Wilo rating properties from FGRL rating lists

Laskos · Post by **Laskos** » Thu May 04, 2017 6:15 pm

lkaufman wrote:
Another issue is that the programming of engines, as well as the play of human grandmasters, is aimed to maximize score with draws counting as 1/2, rather than just number of wins (although wins are sometimes used as a tiebreak). WILO might be better mathematically, but it does not correspond to the actual scoring of tournaments. This is not a minor issue. Suppose Komodo (or even Carlsen) reaches a middlegame position with a half-pawn advantage or so. He has to decide between retaining queens with let's say a 60% winning chance, a 20% losing chance, and a 20% drawing chance. Or he can simplify to an endgame with a 24% winning chance, a 75% drawing chance, and a 1% losing chance (i.e. a gross blunder or flag fall). In any normal tournament or match, he should keep queens on (assuming a neutral tournament/match situation) to maximize his expected score. But to maximize WILO, he should trade queens. Komodo has code to try to avoid simplifying in such a situation (maybe not very effective, but that's irrelevant); if we wanted to maximize WILO we would have to make significant program changes. In my view, we would have to return to the old practice of replaying draws until someone wins to justify switching to WILO. Elimination tournaments with playoffs at faster time limits to break ties are a version of this, but then you are rating blitz games together with slow ones. This is also my objection to Bayes Elo; it also makes an assumption that does not correspond to normal match/tournament scoring.

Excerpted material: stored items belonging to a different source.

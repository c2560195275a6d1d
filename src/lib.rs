//! An unbalanced binary search tree multimap keyed by unsigned integers.
//!
//! This crate provides [`OrderedMultiMap`], an ordered container in which several
//! entries may share the same [`Key`]:
//!
//! - [`insert`](OrderedMultiMap::insert) always adds a new entry, even for a key already present
//! - [`find`](OrderedMultiMap::find) returns the matching entry nearest the root
//! - [`find_min`](OrderedMultiMap::find_min) / [`find_max`](OrderedMultiMap::find_max) return the
//!   entries with the smallest and largest keys
//! - [`remove_first`](OrderedMultiMap::remove_first) removes one matching entry,
//!   [`remove_all`](OrderedMultiMap::remove_all) removes every one of them
//!
//! # Example
//!
//! ```
//! use multi_bst::{Error, OrderedMultiMap};
//!
//! let mut tree = OrderedMultiMap::new();
//! tree.insert(5, "a");
//! tree.insert(3, "b");
//! tree.insert(8, "c");
//! tree.insert(3, "d");
//! assert_eq!(tree.len(), 4);
//!
//! // The first "3" inserted sits nearer the root than the second.
//! assert_eq!(*tree.find(3)?.value(), "b");
//! assert_eq!(tree.find_min()?.key(), 3);
//! assert_eq!(tree.find_max()?.key(), 8);
//!
//! assert_eq!(tree.remove_all(3), 2);
//! assert_eq!(tree.find(3).unwrap_err(), Error::NotFound(3));
//! # Ok::<(), Error>(())
//! ```
//!
//! # Implementation
//!
//! The tree never rebalances: its shape, and therefore the cost of every operation,
//! depends only on insertion order. Keys smaller than a node's key go to its left,
//! equal or greater keys go to its right, so duplicates line up below their first
//! occurrence. Nodes live in an arena and every traversal is a loop, so even a
//! tree built from sorted keys (a single long path) cannot exhaust the stack.

#![no_std]
// These forbid rules and lint groups are meant to be very restrictive.
#![forbid(unsafe_code)]
#![forbid(keyword_idents)]
#![forbid(non_ascii_idents)]
#![forbid(unreachable_pub)]
#![warn(clippy::all)]
#![warn(clippy::cargo)]
#![warn(clippy::pedantic)]
// Enable coverage attributes for nightly builds.
#![cfg_attr(coverage_nightly, feature(coverage_attribute))]

extern crate alloc;

mod error;
mod raw;

pub mod ordered_multimap;

pub use error::{Error, Result};
pub use ordered_multimap::OrderedMultiMap;

/// The key type of every entry.
pub type Key = usize;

Valid objection. It stems from the fact that in ELO you assume a given N=number of games, and one has to optimise W-L for fixed N. In WILO you don't assume a fixed number of games, and one has to optimise W/L every time. If you assume in WILO a fixed N, W-L and W/L descriptions are equivalent. So rating lists with games played according to ELO, which optimize W-L for a certain given number of games, shouldn't be used as WILO rating lists with cleaned-out Draws, because the optimizing of ELO with fixed N and WILO with floating N' bring different playing goals. Only games played to optimize WILO should be used, which are none

. Fixed N for WILO might be adopted (replaying drawn games, which would bring goals back on track). Your point is valid, it's a bit different game, and both humans and engines will have to adjust to a maybe better rating system for Chess like WILO. Also, there are many cases when the game of Chess has different goals, depending on the tournament, Match, RR with 2 opponents, RR with 40 opponents, Swiss, Knock-Out, Tie-Breaks, ELO gap 200, ELO gap 1000, and so on. For each, the "evals" of both Humans and Engines have to adjust.

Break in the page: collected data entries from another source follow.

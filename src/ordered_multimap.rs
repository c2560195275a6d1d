use core::fmt;
use core::mem;

use crate::raw::{RawOrderedMultiMap, Side};
use crate::{Error, Key, Result};

mod capacity;
mod node_ref;

pub use node_ref::{NodeMut, NodeRef};

/// An ordered multimap based on an unbalanced [binary search tree].
///
/// Entries are ordered by an unsigned integer [`Key`], and any number of entries
/// may share the same key. Every [`insert`] adds a new entry: an existing entry
/// with the same key is never replaced.
///
/// A new entry descends from the root, going left while its key is strictly
/// smaller than the key of the node it is compared with and right otherwise, and
/// is attached where the path ends. Entries with equal keys therefore sit on the
/// right of each other, with the first one inserted nearest the root. Lookups and
/// single removals act on that *nearest-root match*.
///
/// The tree is never rebalanced. Its shape, and the cost of every operation,
/// depends only on the insertion order: inserting keys in sorted order produces a
/// single path whose length equals the number of entries, and operations then
/// take O(n).
///
/// Cloning produces an independent copy with the same shape, and moving (or
/// [`take`](OrderedMultiMap::take)) transfers every entry in O(1). Dropping the
/// container releases each entry exactly once, without recursion.
///
/// # Examples
///
/// ```
/// use multi_bst::{Error, OrderedMultiMap};
///
/// let mut scores = OrderedMultiMap::new();
/// scores.insert(90, "Alice");
/// scores.insert(75, "Bob");
/// scores.insert(90, "Carol");
///
/// assert_eq!(scores.len(), 3);
/// assert_eq!(*scores.find(90)?.value(), "Alice");
/// assert_eq!(*scores.find_min()?.value(), "Bob");
///
/// // Removing the first "90" exposes the second one.
/// assert_eq!(scores.remove_first(90)?, "Alice");
/// assert_eq!(*scores.find(90)?.value(), "Carol");
///
/// assert_eq!(scores.find(10).unwrap_err(), Error::NotFound(10));
/// # Ok::<(), Error>(())
/// ```
///
/// [binary search tree]: https://en.wikipedia.org/wiki/Binary_search_tree
/// [`insert`]: OrderedMultiMap::insert
pub struct OrderedMultiMap<V> {
    raw: RawOrderedMultiMap<V>,
}

impl<V> OrderedMultiMap<V> {
    /// Makes a new, empty `OrderedMultiMap`.
    ///
    /// Does not allocate anything on its own.
    ///
    /// # Examples
    ///
    /// ```
    /// use multi_bst::OrderedMultiMap;
    ///
    /// let mut tree = OrderedMultiMap::new();
    ///
    /// // entries can now be inserted into the empty tree
    /// tree.insert(1, "a");
    /// ```
    #[must_use]
    pub const fn new() -> OrderedMultiMap<V> {
        OrderedMultiMap {
            raw: RawOrderedMultiMap::new(),
        }
    }

    /// Inserts a new entry.
    ///
    /// Entries already carrying `key` are kept; the new one is placed below them.
    ///
    /// # Examples
    ///
    /// ```
    /// use multi_bst::OrderedMultiMap;
    ///
    /// let mut tree = OrderedMultiMap::new();
    /// tree.insert(37, "a");
    /// tree.insert(37, "b");
    /// assert_eq!(tree.len(), 2);
    /// ```
    ///
    /// # Complexity
    ///
    /// O(depth), which is O(n) for keys inserted in sorted order.
    ///
    /// # Panics
    ///
    /// Panics if the container already holds `u32::MAX - 1` entries.
    pub fn insert(&mut self, key: Key, value: V) {
        self.raw.insert(key, value);
    }

    /// Returns the entry nearest the root carrying `key`.
    ///
    /// # Errors
    ///
    /// Returns [`Error::EmptyContainer`] if the container is empty, and
    /// [`Error::NotFound`] if no entry carries `key`.
    ///
    /// # Examples
    ///
    /// ```
    /// use multi_bst::{Error, OrderedMultiMap};
    ///
    /// let mut tree = OrderedMultiMap::new();
    /// assert_eq!(tree.find(3).unwrap_err(), Error::EmptyContainer);
    ///
    /// tree.insert(5, "a");
    /// tree.insert(3, "b");
    /// tree.insert(3, "c");
    /// assert_eq!(*tree.find(3)?.value(), "b");
    /// assert_eq!(tree.find(4).unwrap_err(), Error::NotFound(4));
    /// # Ok::<(), Error>(())
    /// ```
    ///
    /// # Complexity
    ///
    /// O(depth)
    pub fn find(&self, key: Key) -> Result<NodeRef<'_, V>> {
        if self.raw.is_empty() {
            return Err(Error::EmptyContainer);
        }
        let handle = self.raw.search(key).ok_or(Error::NotFound(key))?;
        Ok(NodeRef { tree: &self.raw, handle })
    }

    /// Returns an exclusive view of the entry nearest the root carrying `key`.
    ///
    /// # Errors
    ///
    /// Same as [`find`](OrderedMultiMap::find).
    ///
    /// # Examples
    ///
    /// ```
    /// use multi_bst::OrderedMultiMap;
    ///
    /// let mut tree = OrderedMultiMap::from([(2, String::from("two"))]);
    /// tree.find_mut(2)?.value_mut().push('!');
    /// assert_eq!(tree.find(2)?.value(), "two!");
    /// # Ok::<(), multi_bst::Error>(())
    /// ```
    pub fn find_mut(&mut self, key: Key) -> Result<NodeMut<'_, V>> {
        if self.raw.is_empty() {
            return Err(Error::EmptyContainer);
        }
        let handle = self.raw.search(key).ok_or(Error::NotFound(key))?;
        Ok(NodeMut { tree: &mut self.raw, handle })
    }

    /// Returns an entry with the smallest key: the node reached by following left
    /// links from the root.
    ///
    /// # Errors
    ///
    /// Returns [`Error::EmptyContainer`] if the container is empty.
    ///
    /// # Examples
    ///
    /// ```
    /// use multi_bst::OrderedMultiMap;
    ///
    /// let tree = OrderedMultiMap::from([(5, 'a'), (3, 'b'), (8, 'c'), (3, 'd')]);
    /// assert_eq!(tree.find_min()?.key(), 3);
    /// # Ok::<(), multi_bst::Error>(())
    /// ```
    ///
    /// # Complexity
    ///
    /// O(depth)
    pub fn find_min(&self) -> Result<NodeRef<'_, V>> {
        let handle = self.raw.extreme(Side::Left).ok_or(Error::EmptyContainer)?;
        Ok(NodeRef { tree: &self.raw, handle })
    }

    /// Returns an entry with the largest key: the node reached by following right
    /// links from the root.
    ///
    /// When several entries share the largest key, this is the one farthest from
    /// the root.
    ///
    /// # Errors
    ///
    /// Returns [`Error::EmptyContainer`] if the container is empty.
    ///
    /// # Examples
    ///
    /// ```
    /// use multi_bst::OrderedMultiMap;
    ///
    /// let tree = OrderedMultiMap::from([(5, 'a'), (8, 'b'), (8, 'c')]);
    /// let max = tree.find_max()?;
    /// assert_eq!((max.key(), *max.value()), (8, 'c'));
    /// # Ok::<(), multi_bst::Error>(())
    /// ```
    ///
    /// # Complexity
    ///
    /// O(depth)
    pub fn find_max(&self) -> Result<NodeRef<'_, V>> {
        let handle = self.raw.extreme(Side::Right).ok_or(Error::EmptyContainer)?;
        Ok(NodeRef { tree: &self.raw, handle })
    }

    /// Removes the entry nearest the root carrying `key` and returns its value.
    ///
    /// The remaining entries stay in the tree: a removed node with two children
    /// is replaced by its in-order successor.
    ///
    /// # Errors
    ///
    /// Returns [`Error::NotFound`] if no entry carries `key`, including when the
    /// container is empty.
    ///
    /// # Examples
    ///
    /// ```
    /// use multi_bst::{Error, OrderedMultiMap};
    ///
    /// let mut tree = OrderedMultiMap::from([(1, "a"), (1, "b")]);
    /// assert_eq!(tree.remove_first(1), Ok("a"));
    /// assert_eq!(tree.remove_first(1), Ok("b"));
    /// assert_eq!(tree.remove_first(1), Err(Error::NotFound(1)));
    /// ```
    ///
    /// # Complexity
    ///
    /// O(depth)
    pub fn remove_first(&mut self, key: Key) -> Result<V> {
        self.raw.remove_first(key).ok_or(Error::NotFound(key))
    }

    /// Removes every entry carrying `key`, returning how many were removed.
    ///
    /// Removing a key that is not present does nothing and returns 0.
    ///
    /// # Examples
    ///
    /// ```
    /// use multi_bst::OrderedMultiMap;
    ///
    /// let mut tree = OrderedMultiMap::from([(5, ()), (3, ()), (8, ()), (3, ())]);
    /// assert_eq!(tree.remove_all(3), 2);
    /// assert_eq!(tree.remove_all(3), 0);
    /// assert_eq!(tree.len(), 2);
    /// ```
    ///
    /// # Complexity
    ///
    /// O(k * depth) for k matching entries.
    pub fn remove_all(&mut self, key: Key) -> usize {
        self.raw.remove_all(key)
    }

    /// Returns a reference to the value of the entry nearest the root carrying `key`.
    ///
    /// # Examples
    ///
    /// ```
    /// use multi_bst::OrderedMultiMap;
    ///
    /// let tree = OrderedMultiMap::from([(1, "a")]);
    /// assert_eq!(tree.get(1), Some(&"a"));
    /// assert_eq!(tree.get(2), None);
    /// ```
    #[must_use]
    pub fn get(&self, key: Key) -> Option<&V> {
        self.raw.search(key).map(|handle| self.raw.node(handle).value())
    }

    /// Returns a mutable reference to the value of the entry nearest the root carrying `key`.
    pub fn get_mut(&mut self, key: Key) -> Option<&mut V> {
        let handle = self.raw.search(key)?;
        Some(self.raw.node_mut(handle).value_mut())
    }

    /// Returns `true` if at least one entry carries `key`.
    #[must_use]
    pub fn contains_key(&self, key: Key) -> bool {
        self.raw.search(key).is_some()
    }

    /// Returns the root entry, or `None` if the container is empty.
    ///
    /// Together with [`NodeRef::left`] and [`NodeRef::right`] this gives access to
    /// the shape of the tree.
    #[must_use]
    pub fn root(&self) -> Option<NodeRef<'_, V>> {
        self.raw.root().map(|handle| NodeRef { tree: &self.raw, handle })
    }

    /// Returns the number of entries on the longest path from the root to a leaf.
    ///
    /// # Examples
    ///
    /// ```
    /// use multi_bst::OrderedMultiMap;
    ///
    /// let balanced: OrderedMultiMap<()> = [2, 1, 3].into_iter().map(|key| (key, ())).collect();
    /// let sorted: OrderedMultiMap<()> = [1, 2, 3].into_iter().map(|key| (key, ())).collect();
    /// assert_eq!(balanced.height(), 2);
    /// assert_eq!(sorted.height(), 3);
    /// ```
    ///
    /// # Complexity
    ///
    /// O(n)
    #[must_use]
    pub fn height(&self) -> usize {
        self.raw.height()
    }

    /// Removes every entry.
    ///
    /// # Examples
    ///
    /// ```
    /// use multi_bst::OrderedMultiMap;
    ///
    /// let mut a = OrderedMultiMap::new();
    /// a.insert(1, "a");
    /// a.clear();
    /// assert!(a.is_empty());
    /// ```
    pub fn clear(&mut self) {
        self.raw.clear();
    }

    /// Moves every entry into a new container, leaving this one empty.
    ///
    /// # Examples
    ///
    /// ```
    /// use multi_bst::OrderedMultiMap;
    ///
    /// let mut a = OrderedMultiMap::from([(1, "a"), (2, "b")]);
    /// let b = a.take();
    /// assert!(a.is_empty());
    /// assert_eq!(b.len(), 2);
    /// ```
    ///
    /// # Complexity
    ///
    /// O(1)
    #[must_use = "use `clear` to drop the entries"]
    pub fn take(&mut self) -> Self {
        mem::take(self)
    }

    /// Returns the number of entries.
    ///
    /// # Examples
    ///
    /// ```
    /// use multi_bst::OrderedMultiMap;
    ///
    /// let mut a = OrderedMultiMap::new();
    /// assert_eq!(a.len(), 0);
    /// a.insert(1, "a");
    /// assert_eq!(a.len(), 1);
    /// ```
    #[must_use]
    pub const fn len(&self) -> usize {
        self.raw.len()
    }

    /// Returns `true` if the container holds no entries.
    #[must_use]
    pub const fn is_empty(&self) -> bool {
        self.raw.is_empty()
    }
}

impl<V: Clone> Clone for OrderedMultiMap<V> {
    fn clone(&self) -> Self {
        OrderedMultiMap { raw: self.raw.clone() }
    }

    fn clone_from(&mut self, source: &Self) {
        self.raw.clone_from(&source.raw);
    }
}

/// Two containers are equal when their trees have the same shape, with equal
/// keys and values at every position.
impl<V: PartialEq> PartialEq for OrderedMultiMap<V> {
    fn eq(&self, other: &Self) -> bool {
        self.raw.structurally_eq(&other.raw)
    }
}

impl<V: Eq> Eq for OrderedMultiMap<V> {}

impl<V: fmt::Debug> fmt::Debug for OrderedMultiMap<V> {
    fn fmt(&self, f: &mut fmt::Formatter<'_>) -> fmt::Result {
        f.debug_struct("OrderedMultiMap").field("len", &self.len()).field("root", &self.root()).finish()
    }
}

impl<V> Default for OrderedMultiMap<V> {
    fn default() -> Self {
        OrderedMultiMap::new()
    }
}

impl<V> FromIterator<(Key, V)> for OrderedMultiMap<V> {
    fn from_iter<T: IntoIterator<Item = (Key, V)>>(iter: T) -> Self {
        let mut tree = OrderedMultiMap::new();
        tree.extend(iter);
        tree
    }
}

impl<V> Extend<(Key, V)> for OrderedMultiMap<V> {
    fn extend<T: IntoIterator<Item = (Key, V)>>(&mut self, iter: T) {
        let iter = iter.into_iter();
        self.reserve(iter.size_hint().0);
        for (key, value) in iter {
            self.insert(key, value);
        }
    }
}

impl<V, const N: usize> From<[(Key, V); N]> for OrderedMultiMap<V> {
    /// Inserts the pairs in array order.
    fn from(arr: [(Key, V); N]) -> Self {
        OrderedMultiMap::from_iter(arr)
    }
}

clumma · Post by **clumma** » Fri May 05, 2017 1:21 am

Laskos wrote:That LOS with a uniform prior is independent of draws? The math is not that complicated, probably best presented here:
http://www.talkchess.com/forum/viewtopi ... 05&t=30624

OK sure. But that is hardly justification for a rating system that ignores drawn games.

kbhearn · Post by **kbhearn** » Fri May 05, 2017 4:02 am

It seems likely that WiLo is an ideal model for predicting the winner of a head to head match. (In the case of dann's extreme example of a trillion draws and 1 loss it should still produce an error margin so large that the answer 'hell if i know' should be the same as the elo model).

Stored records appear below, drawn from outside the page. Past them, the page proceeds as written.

use crate::Key;

/// Failures reported by [`OrderedMultiMap`](crate::OrderedMultiMap) lookups and removals.
///
/// Every operation returning an `Error` leaves the container untouched.
#[derive(Clone, Copy, Debug, Eq, PartialEq, Hash, thiserror::Error)]
pub enum Error {
    /// The operation needs at least one entry but the container holds none.
    #[error("the container holds no entries")]
    EmptyContainer,

    /// No entry on the search path carries the requested key.
    #[error("no entry with key {0}")]
    NotFound(Key),
}

/// Shorthand for results carrying an [`Error`].
pub type Result<T> = core::result::Result<T, Error>;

It seems less ideal for a tournament setting where how well you bash apart the field is more important than how you do against your rival (giving away draws against weaker opponents is a problem).

I'd be interested in seeing a system to optimise for 3-1-0 tournaments where W+L > 2 * D should lead to more interesting play in the optimised case.

Michel · Post by **Michel** » Wed May 10, 2017 8:19 pm

There was just an interesting test on fishtest.

SF8 and the latest dev version were pitted against each other at time controls 10+0.1, 60+0.6 and 180+1.8.

Despite the 18 fold in TC the value of elo/sigma(elo)/sqrt(games) remained almost exactly the same (let's call it normalized elo).

So it seems that at least in this case elo/sigma(elo)/sqrt(games) is a good statistic to use.

The properties of elo/sigma(elo)/sqrt(games) are:

(1) Its expectation values is independent of the number of games.
(2) Its standard deviation is 1/sqrt(games), i.e. independent of the draw ratio.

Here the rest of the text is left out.